## PROBLEM REQUIREMENTS
Filtering the records below, copy only those lines that include the word "ListQuery".

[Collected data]
^^^^
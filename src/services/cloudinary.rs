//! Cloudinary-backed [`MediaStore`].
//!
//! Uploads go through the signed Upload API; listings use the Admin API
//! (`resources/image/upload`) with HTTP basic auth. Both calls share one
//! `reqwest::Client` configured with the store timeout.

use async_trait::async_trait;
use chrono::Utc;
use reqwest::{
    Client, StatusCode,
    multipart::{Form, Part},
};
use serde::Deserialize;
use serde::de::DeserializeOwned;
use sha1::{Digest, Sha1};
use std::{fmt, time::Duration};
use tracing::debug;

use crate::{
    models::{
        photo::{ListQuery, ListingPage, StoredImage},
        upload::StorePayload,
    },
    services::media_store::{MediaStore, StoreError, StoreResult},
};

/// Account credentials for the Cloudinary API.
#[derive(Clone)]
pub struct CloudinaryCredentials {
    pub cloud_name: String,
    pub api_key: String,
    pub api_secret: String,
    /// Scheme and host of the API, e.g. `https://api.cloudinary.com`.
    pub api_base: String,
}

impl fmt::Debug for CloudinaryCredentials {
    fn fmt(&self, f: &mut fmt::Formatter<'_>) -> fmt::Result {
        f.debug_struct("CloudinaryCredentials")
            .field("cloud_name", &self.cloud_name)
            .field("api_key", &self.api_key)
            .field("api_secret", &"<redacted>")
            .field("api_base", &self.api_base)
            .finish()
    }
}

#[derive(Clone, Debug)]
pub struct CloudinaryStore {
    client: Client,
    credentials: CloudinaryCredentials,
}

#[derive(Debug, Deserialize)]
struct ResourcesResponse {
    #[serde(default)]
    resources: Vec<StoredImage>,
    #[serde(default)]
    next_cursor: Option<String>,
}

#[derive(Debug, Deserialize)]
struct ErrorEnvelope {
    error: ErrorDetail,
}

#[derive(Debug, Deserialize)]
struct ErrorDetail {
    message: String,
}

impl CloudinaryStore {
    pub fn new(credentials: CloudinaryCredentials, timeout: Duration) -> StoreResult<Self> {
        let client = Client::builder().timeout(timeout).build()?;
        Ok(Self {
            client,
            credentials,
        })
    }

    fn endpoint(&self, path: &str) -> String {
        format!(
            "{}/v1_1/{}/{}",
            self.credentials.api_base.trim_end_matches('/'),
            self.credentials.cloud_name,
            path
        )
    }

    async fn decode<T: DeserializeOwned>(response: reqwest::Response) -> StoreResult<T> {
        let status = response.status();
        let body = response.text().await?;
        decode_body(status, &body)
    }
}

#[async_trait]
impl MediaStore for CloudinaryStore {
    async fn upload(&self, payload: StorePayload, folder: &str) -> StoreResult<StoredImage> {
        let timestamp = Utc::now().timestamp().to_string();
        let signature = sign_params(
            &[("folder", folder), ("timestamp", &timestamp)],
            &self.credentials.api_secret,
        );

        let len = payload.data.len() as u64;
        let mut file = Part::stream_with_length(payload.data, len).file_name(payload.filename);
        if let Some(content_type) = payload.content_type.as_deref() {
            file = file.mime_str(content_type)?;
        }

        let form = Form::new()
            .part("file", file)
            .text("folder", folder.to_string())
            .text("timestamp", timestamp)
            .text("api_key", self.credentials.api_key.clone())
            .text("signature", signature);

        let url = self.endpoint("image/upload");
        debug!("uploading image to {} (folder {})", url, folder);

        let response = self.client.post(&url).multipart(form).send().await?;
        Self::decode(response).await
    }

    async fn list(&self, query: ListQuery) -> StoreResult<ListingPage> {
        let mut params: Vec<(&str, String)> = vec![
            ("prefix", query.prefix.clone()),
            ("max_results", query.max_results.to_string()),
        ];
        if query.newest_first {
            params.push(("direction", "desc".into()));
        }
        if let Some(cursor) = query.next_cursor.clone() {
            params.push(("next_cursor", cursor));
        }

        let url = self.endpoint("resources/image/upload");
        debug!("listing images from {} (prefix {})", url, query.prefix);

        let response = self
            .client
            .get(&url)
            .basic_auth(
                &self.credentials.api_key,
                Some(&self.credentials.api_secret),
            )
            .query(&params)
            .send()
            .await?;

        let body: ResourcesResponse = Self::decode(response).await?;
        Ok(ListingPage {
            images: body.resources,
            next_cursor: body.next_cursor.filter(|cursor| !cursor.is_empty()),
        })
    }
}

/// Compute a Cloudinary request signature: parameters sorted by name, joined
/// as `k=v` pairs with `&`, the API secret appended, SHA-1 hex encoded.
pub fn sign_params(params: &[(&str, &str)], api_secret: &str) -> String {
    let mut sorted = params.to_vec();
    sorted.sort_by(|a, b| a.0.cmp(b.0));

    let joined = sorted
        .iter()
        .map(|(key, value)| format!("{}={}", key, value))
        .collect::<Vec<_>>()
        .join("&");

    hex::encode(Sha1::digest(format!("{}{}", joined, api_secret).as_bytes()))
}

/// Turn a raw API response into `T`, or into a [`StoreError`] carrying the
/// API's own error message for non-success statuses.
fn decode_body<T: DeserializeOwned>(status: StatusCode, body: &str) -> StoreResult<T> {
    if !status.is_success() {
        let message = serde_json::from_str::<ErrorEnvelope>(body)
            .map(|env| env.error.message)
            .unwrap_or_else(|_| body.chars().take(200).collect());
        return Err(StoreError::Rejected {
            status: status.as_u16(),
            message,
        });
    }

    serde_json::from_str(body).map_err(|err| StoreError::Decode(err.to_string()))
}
^^^^
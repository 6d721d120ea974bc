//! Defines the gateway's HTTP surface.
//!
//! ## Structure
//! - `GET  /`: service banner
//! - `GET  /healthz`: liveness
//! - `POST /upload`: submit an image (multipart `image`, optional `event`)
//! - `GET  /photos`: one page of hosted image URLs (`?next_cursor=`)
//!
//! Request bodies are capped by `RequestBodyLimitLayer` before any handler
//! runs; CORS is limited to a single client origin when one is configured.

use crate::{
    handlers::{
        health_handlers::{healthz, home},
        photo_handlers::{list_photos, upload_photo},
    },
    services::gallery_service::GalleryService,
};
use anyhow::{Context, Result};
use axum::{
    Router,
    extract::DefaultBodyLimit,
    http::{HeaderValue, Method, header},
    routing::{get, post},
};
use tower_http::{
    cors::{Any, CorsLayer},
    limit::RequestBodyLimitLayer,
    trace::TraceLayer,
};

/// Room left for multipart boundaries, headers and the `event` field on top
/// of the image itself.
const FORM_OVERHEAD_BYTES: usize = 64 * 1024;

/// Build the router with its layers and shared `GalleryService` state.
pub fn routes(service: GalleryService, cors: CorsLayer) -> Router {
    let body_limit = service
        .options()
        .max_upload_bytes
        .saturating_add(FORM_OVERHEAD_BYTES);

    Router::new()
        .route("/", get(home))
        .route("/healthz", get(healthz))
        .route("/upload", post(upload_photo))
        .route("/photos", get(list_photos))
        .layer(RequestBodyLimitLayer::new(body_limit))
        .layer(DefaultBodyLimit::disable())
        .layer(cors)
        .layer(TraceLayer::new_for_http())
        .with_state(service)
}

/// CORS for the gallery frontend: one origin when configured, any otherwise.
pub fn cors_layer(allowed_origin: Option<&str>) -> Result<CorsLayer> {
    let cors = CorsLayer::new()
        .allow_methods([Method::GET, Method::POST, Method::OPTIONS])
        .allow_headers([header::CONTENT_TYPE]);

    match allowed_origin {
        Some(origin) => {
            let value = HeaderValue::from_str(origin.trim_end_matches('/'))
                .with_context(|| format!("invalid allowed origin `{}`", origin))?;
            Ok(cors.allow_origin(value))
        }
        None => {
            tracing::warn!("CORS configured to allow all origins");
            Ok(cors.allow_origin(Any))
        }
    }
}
^^^^
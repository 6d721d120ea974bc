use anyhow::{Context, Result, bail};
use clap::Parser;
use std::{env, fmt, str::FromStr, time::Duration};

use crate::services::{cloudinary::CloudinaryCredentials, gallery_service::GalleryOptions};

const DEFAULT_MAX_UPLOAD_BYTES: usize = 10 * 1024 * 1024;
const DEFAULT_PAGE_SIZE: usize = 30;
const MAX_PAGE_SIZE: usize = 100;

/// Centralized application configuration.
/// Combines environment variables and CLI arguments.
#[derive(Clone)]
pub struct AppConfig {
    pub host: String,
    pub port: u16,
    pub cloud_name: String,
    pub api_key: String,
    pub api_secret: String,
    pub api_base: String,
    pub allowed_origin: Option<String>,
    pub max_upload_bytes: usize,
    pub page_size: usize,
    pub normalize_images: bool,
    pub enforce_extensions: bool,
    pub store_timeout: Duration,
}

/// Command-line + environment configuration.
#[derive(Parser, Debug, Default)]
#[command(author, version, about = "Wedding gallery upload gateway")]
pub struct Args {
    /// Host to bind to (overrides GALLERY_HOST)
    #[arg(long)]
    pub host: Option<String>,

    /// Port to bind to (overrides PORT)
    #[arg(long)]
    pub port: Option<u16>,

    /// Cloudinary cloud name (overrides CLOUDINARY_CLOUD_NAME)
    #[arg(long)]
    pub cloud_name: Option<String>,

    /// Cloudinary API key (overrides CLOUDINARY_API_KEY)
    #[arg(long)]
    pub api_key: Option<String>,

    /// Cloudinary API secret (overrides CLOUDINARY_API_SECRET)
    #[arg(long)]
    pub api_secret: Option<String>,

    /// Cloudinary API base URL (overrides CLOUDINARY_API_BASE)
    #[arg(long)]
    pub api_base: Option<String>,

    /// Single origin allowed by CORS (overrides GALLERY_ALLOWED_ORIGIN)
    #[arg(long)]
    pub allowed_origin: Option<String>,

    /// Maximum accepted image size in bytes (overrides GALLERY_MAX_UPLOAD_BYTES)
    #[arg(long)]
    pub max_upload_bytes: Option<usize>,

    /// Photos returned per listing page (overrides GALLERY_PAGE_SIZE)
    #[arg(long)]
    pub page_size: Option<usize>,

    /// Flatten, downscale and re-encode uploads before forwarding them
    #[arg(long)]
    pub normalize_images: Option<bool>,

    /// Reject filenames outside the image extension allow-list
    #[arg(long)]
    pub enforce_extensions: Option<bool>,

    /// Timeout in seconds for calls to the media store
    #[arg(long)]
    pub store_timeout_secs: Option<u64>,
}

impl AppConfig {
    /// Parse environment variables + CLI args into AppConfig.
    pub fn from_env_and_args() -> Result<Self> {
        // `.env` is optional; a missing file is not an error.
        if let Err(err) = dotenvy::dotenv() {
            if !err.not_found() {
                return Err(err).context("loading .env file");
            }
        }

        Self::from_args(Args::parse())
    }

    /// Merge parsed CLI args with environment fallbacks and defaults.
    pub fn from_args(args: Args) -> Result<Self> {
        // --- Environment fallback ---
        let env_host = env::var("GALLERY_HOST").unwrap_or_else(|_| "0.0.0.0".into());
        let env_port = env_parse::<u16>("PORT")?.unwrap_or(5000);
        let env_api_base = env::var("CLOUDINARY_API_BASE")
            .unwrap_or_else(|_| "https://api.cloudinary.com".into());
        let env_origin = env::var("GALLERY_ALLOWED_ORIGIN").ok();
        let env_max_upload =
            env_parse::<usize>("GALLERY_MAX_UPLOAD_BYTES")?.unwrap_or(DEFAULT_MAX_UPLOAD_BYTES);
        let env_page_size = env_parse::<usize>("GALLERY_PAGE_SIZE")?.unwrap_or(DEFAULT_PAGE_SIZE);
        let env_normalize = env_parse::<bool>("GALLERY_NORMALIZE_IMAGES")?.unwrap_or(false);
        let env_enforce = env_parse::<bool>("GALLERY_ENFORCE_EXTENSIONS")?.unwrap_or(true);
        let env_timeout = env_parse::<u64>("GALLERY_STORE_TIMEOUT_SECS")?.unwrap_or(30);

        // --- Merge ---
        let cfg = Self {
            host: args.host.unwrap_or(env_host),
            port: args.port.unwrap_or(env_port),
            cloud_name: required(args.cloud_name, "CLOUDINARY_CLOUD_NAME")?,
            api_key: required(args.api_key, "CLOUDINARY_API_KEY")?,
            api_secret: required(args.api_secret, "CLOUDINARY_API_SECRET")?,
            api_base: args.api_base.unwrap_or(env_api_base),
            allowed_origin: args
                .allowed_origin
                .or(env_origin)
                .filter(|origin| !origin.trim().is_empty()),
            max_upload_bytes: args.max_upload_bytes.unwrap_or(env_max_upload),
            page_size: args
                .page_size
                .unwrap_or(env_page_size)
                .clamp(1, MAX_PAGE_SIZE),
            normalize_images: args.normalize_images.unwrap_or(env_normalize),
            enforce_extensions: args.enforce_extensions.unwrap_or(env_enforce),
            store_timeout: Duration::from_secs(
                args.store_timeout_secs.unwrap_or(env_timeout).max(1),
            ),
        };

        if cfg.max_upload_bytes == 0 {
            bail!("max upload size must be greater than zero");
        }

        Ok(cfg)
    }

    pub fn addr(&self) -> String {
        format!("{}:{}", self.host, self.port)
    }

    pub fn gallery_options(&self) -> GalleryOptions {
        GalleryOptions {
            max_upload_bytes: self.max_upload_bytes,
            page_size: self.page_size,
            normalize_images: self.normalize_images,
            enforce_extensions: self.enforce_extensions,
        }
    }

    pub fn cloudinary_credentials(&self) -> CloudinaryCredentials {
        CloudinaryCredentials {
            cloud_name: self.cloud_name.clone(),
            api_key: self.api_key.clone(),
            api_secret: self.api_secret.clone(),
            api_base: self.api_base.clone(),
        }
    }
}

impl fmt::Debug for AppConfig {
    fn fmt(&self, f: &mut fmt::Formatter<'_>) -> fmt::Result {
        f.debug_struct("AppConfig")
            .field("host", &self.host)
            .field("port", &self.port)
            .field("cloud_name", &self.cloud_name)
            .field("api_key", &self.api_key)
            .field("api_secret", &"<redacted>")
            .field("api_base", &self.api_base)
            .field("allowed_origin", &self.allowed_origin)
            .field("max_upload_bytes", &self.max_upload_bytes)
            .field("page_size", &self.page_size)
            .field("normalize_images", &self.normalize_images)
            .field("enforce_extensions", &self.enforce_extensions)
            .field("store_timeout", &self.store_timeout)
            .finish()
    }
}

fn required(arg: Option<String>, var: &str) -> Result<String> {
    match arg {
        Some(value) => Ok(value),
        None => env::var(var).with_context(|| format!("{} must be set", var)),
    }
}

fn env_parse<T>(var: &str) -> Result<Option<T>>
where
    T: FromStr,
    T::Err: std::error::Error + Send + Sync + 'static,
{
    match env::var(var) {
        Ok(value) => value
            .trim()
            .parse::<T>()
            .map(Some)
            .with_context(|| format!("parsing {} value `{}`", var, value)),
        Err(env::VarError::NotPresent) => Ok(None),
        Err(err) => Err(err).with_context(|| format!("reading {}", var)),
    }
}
^^^^
## RESPONSE BOX
        photo::{ListQuery, ListingPage, StoredImage},
    async fn list(&self, query: ListQuery) -> StoreResult<ListingPage> {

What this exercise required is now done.